The major talking point around this argument is how it affects parents’ rights to choose one way or another what they believe is best for their children. According to US News,” Dr. Sean O’Leary, chairman of the American Academy of Pediatrics committee on infectious diseases, told the New York Times, “And when you frame it that simply, it’s very appealing to a certain segment of the population. But what about the right to have your children be safe in school from vaccine-preventable diseases?”

The survey that the Kaiser Family Foundation conducted was either filled out online or by phone, with 1,200 people participating between November 29th and December 8th this year as part of its COVID Vaccine Monitor program. The most glaring observation is that there is an obvious correlation between people’s opinion on this topic and their political affiliation.

The survey shows that 4 out of 10 respondents that identify as Republican or Republican-leaning independents oppose public school vaccination requirements which is double the prior survey results from 2019. On the other side of the political spectrum, respondents that identify as Democrats support the school vaccination mandates at an 88% rate which is up 2% from the prior survey. Both sides of the spectrum are moving even further apart in their views of this topic.

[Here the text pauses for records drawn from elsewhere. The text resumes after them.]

use std::marker::PhantomData;

use chrono::Utc;
use futures::TryStreamExt;

use crate::aggregate::Aggregate;
use crate::state::AggregateState;
use crate::store::{EventStore, Snapshot, StoreError, StoreEvent};
use crate::Version;

#[derive(thiserror::Error, Debug)]
pub enum RepositoryError<E: std::error::Error> {
    /// Store-level failure. A [`StoreError::Conflict`] in here is expected
    /// and retryable; everything else is infrastructure.
    #[error(transparent)]
    Store(#[from] StoreError),
    /// A historical event the current aggregate logic cannot fold. Fatal:
    /// loading halts rather than producing a partially-folded aggregate.
    #[error("replay of stream {stream_key} halted at version {version}: {source}")]
    Corrupted {
        stream_key: String,
        version: Version,
        #[source]
        source: E,
    },
    /// The aggregate rejected the command.
    #[error(transparent)]
    Domain(E),
}

impl<E: std::error::Error> RepositoryError<E> {
    /// True for an optimistic-concurrency conflict, to be retried with a
    /// fresh [`Repository::load`].
    pub fn is_conflict(&self) -> bool {
        matches!(self, Self::Store(StoreError::Conflict { .. }))
    }
}

/// The `Repository` is responsible for coupling an [`Aggregate`] with a
/// store, so that its events can be persisted when commands are handled, and
/// its state can be reconstructed by loading and applying events
/// sequentially.
pub struct Repository<A, S>
where
    A: Aggregate,
    S: EventStore,
{
    store: S,
    snapshot_every: Option<Version>,
    _aggregate: PhantomData<A>,
}

impl<A, S> Repository<A, S>
where
    A: Aggregate,
    S: EventStore,
{
    pub fn new(store: S) -> Self {
        Self {
            store,
            snapshot_every: None,
            _aggregate: PhantomData,
        }
    }

    /// Writes a snapshot whenever a save crosses a multiple of `every`
    /// events. Snapshots only shorten replay: a failed snapshot write is
    /// logged and the save still succeeds.
    pub fn snapshot_every(mut self, every: Version) -> Self {
        self.snapshot_every = Some(every.max(1));
        self
    }

    /// Returns the internal event store
    pub fn store(&self) -> &S {
        &self.store
    }

    fn stream_key(key: &str) -> String {
        format!("{}-{}", A::NAME, key)
    }

    /// Loads an aggregate instance, starting from the latest snapshot when
    /// one exists and replaying the events recorded after it, in strict
    /// append order. Without a snapshot the replay starts from the zero
    /// state. A snapshot whose state no longer deserializes is skipped with
    /// a warning; the result is the same either way.
    pub async fn load(&self, key: &str) -> Result<AggregateState<A::State>, RepositoryError<A::Error>> {
        let stream_key: String = Self::stream_key(key);

        let mut inner: A::State = Default::default();
        let mut version: Version = 0;

        if let Some(snapshot) = self.store.load_snapshot(&stream_key).await? {
            match serde_json::from_value::<A::State>(snapshot.state) {
                Ok(state) => {
                    inner = state;
                    version = snapshot.version;
                }
                Err(error) => {
                    tracing::warn!(
                        stream_key = %stream_key,
                        error = %error,
                        "undecodable snapshot state, falling back to full replay"
                    );
                }
            }
        }

        let mut events = self.store.stream(&stream_key, version);
        while let Some(store_event) = events.try_next().await? {
            inner = A::apply_event(inner, store_event.event()).map_err(|source| {
                RepositoryError::Corrupted {
                    stream_key: stream_key.clone(),
                    version: store_event.sequence_number(),
                    source,
                }
            })?;
            version = store_event.sequence_number();
        }

        let mut state = AggregateState::new(key);
        state.set_inner(inner).set_version(version);
        Ok(state)
    }

    /// Persists the aggregate's uncommitted events, expecting the stream to
    /// still be at the version the aggregate was loaded at. On success the
    /// uncommitted list is cleared and the version bumped. On a conflict the
    /// state is left untouched and the error surfaced: the caller retries
    /// with a fresh [`Repository::load`].
    #[tracing::instrument(skip_all, fields(aggregate = A::NAME, key = %state.key()), err)]
    pub async fn save(
        &self,
        state: &mut AggregateState<A::State>,
    ) -> Result<Version, RepositoryError<A::Error>> {
        if state.uncommitted().is_empty() {
            return Ok(state.version());
        }

        let stream_key: String = Self::stream_key(state.key());
        let previous: Version = state.version();
        let events: Vec<_> = state.uncommitted().to_vec();

        let new_version: Version = self.store.append(&stream_key, previous, events).await?;

        state.take_uncommitted();
        state.set_version(new_version);

        self.maybe_snapshot(&stream_key, previous, state).await;
        Ok(new_version)
    }

    /// Validates and handles the command onto the given state, folds the
    /// resulting events onto it, records them, and passes them to the store.
    ///
    /// The caller is responsible for publishing the persisted events on the
    /// bus afterwards; the store itself never publishes.
    pub async fn handle_command(
        &self,
        state: &mut AggregateState<A::State>,
        command: A::Command,
    ) -> Result<Vec<StoreEvent>, RepositoryError<A::Error>> {
        let events = A::handle_command(state.inner(), command).map_err(RepositoryError::Domain)?;

        for event in events {
            let folded = A::apply_event(state.inner().clone(), &event)
                .map_err(RepositoryError::Domain)?;
            state.set_inner(folded).record(event);
        }

        let previous: Version = state.version();
        let recorded: Vec<_> = state.uncommitted().to_vec();
        self.save(state).await?;

        // Rebuild the persisted view of what was just appended; positions
        // are knowable from the pre-save version.
        let stream_key: String = Self::stream_key(state.key());
        Ok(recorded
            .into_iter()
            .enumerate()
            .map(|(index, event)| StoreEvent {
                stream_key: stream_key.clone(),
                sequence_number: previous + index as Version + 1,
                event,
            })
            .collect())
    }

    async fn maybe_snapshot(
        &self,
        stream_key: &str,
        previous: Version,
        state: &AggregateState<A::State>,
    ) {
        let Some(every) = self.snapshot_every else {
            return;
        };
        if state.version() / every == previous / every {
            return;
        }

        let value = match serde_json::to_value(state.inner()) {
            Ok(value) => value,
            Err(error) => {
                tracing::warn!(
                    stream_key = %stream_key,
                    error = %error,
                    "aggregate state not snapshottable, continuing without"
                );
                return;
            }
        };

        let snapshot = Snapshot {
            stream_key: stream_key.to_owned(),
            version: state.version(),
            state: value,
            captured_on: Utc::now(),
        };

        if let Err(error) = self.store.save_snapshot(snapshot).await {
            tracing::warn!(
                stream_key = %stream_key,
                error = %error,
                "snapshot write failed, continuing without"
            );
        }
    }
}
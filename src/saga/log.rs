use std::collections::HashMap;
use std::sync::{Arc, PoisonError, RwLock};

use async_trait::async_trait;

use crate::saga::{SagaId, SagaInstance};

/// Opaque error raised by a saga log backend.
pub type SagaLogError = Box<dyn std::error::Error + Send + Sync>;

/// Persistence seam for saga checkpoints.
///
/// The coordinator writes a checkpoint synchronously after every state
/// transition, so an implementation over durable storage gives crash
/// recovery through [`SagaCoordinator::resume`](crate::saga::SagaCoordinator::resume).
#[async_trait]
pub trait SagaLog: Send + Sync {
    /// Persists the instance, replacing any previous checkpoint for its id.
    async fn persist(&self, instance: &SagaInstance) -> Result<(), SagaLogError>;

    /// Loads the last checkpoint for `id`, if any.
    async fn load(&self, id: SagaId) -> Result<Option<SagaInstance>, SagaLogError>;

    /// Removes the checkpoint for `id`. Removing an unknown id is not an
    /// error.
    async fn remove(&self, id: SagaId) -> Result<(), SagaLogError>;
}

/// In-process implementation of the [`SagaLog`], keeping checkpoints in
/// memory. Cloneable with shared contents, like
/// [`InMemoryStore`](crate::store::memory::InMemoryStore).
#[derive(Clone, Default)]
pub struct InMemorySagaLog {
    instances: Arc<RwLock<HashMap<SagaId, SagaInstance>>>,
}

impl InMemorySagaLog {
    pub fn new() -> Self {
        Self::default()
    }
}

#[async_trait]
impl SagaLog for InMemorySagaLog {
    async fn persist(&self, instance: &SagaInstance) -> Result<(), SagaLogError> {
        let mut instances = self.instances.write().unwrap_or_else(PoisonError::into_inner);
        instances.insert(instance.id, instance.clone());
        Ok(())
    }

    async fn load(&self, id: SagaId) -> Result<Option<SagaInstance>, SagaLogError> {
        let instances = self.instances.read().unwrap_or_else(PoisonError::into_inner);
        Ok(instances.get(&id).cloned())
    }

    async fn remove(&self, id: SagaId) -> Result<(), SagaLogError> {
        let mut instances = self.instances.write().unwrap_or_else(PoisonError::into_inner);
        instances.remove(&id);
        Ok(())
    }
}
//! An event-sourcing and orchestration core.
//!
//! State lives in append-only event streams with optimistic concurrency and
//! optional snapshots ([`store`]), aggregates are rebuilt by replaying their
//! stream ([`repository`]), commands and events are routed between decoupled
//! handlers over a kind-keyed bus ([`bus`]), and multi-aggregate business
//! transactions run as checkpointed sagas with explicit compensation
//! ([`saga`]). Independent units wire themselves in through [`module`].

pub use crate::aggregate::Aggregate;
pub use crate::state::AggregateState;

pub mod bus;
pub mod message;
pub mod module;
pub mod repository;
pub mod saga;
pub mod store;

mod aggregate;
mod state;

/// The version of an event stream: the number of events ever appended to it.
///
/// Doubles as the sequence number of the latest event, since versions only
/// ever increase and streams are never reordered or truncated.
pub type Version = u64;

US News also reported, “About 85% of the public overall and 80% of parents said the benefits of MMR shots outweigh the risks. Even among respondents who said they were not vaccinated for COVID-19, about 70% said the benefits of childhood vaccines outweighed the risks.” When they looked at people that had been vaccinated and received boosters, only 22% of them had gone for the latest bivalent booster, which became available in September.  This booster will protect you from the original strain and some of the more contagious variants.

Some of the reasons given by vaccinated adults that are skeptical about getting it include, that 44% don’t think they need it, 37% say they don’t think the benefits are worth it, and 36% that they were just too busy.  Some other reasons given for not getting the bivalent booster were 23% previous bad side effects, 17% waiting to see case data in their area, and 12% waiting until they travel.

The commonality is that even though people have different reasons for not going back for another booster varies. What is obvious is that people have stopped going back in larger numbers than we were seeing during the height of the pandemic.

Out of the respondents in this survey, Republicans said that they don’t need the vaccine at 64% clip. Democrats were using the excuse that they were too busy to get the booster at a 51% rate.

Parental hesitation to the bivalent booster for their kids responded with 16% site their 12 to 17-year-olds have had prior shots, and 14% have gotten the booster for their 5 to 11-year-olds. This is all despite the fact that doctors are still recommending boosters to parents and children alike.

As this partisan disagreement continues to be a hot-button topic all around our nation and with the congressional majority shift from Democrat to Republican occurring at the start of 2023. We will see if lawmakers bring this topic up for debate for their constituents in the House and the Senate to examine the current laws that are on the books regarding mandatory vaccination for children in public schools.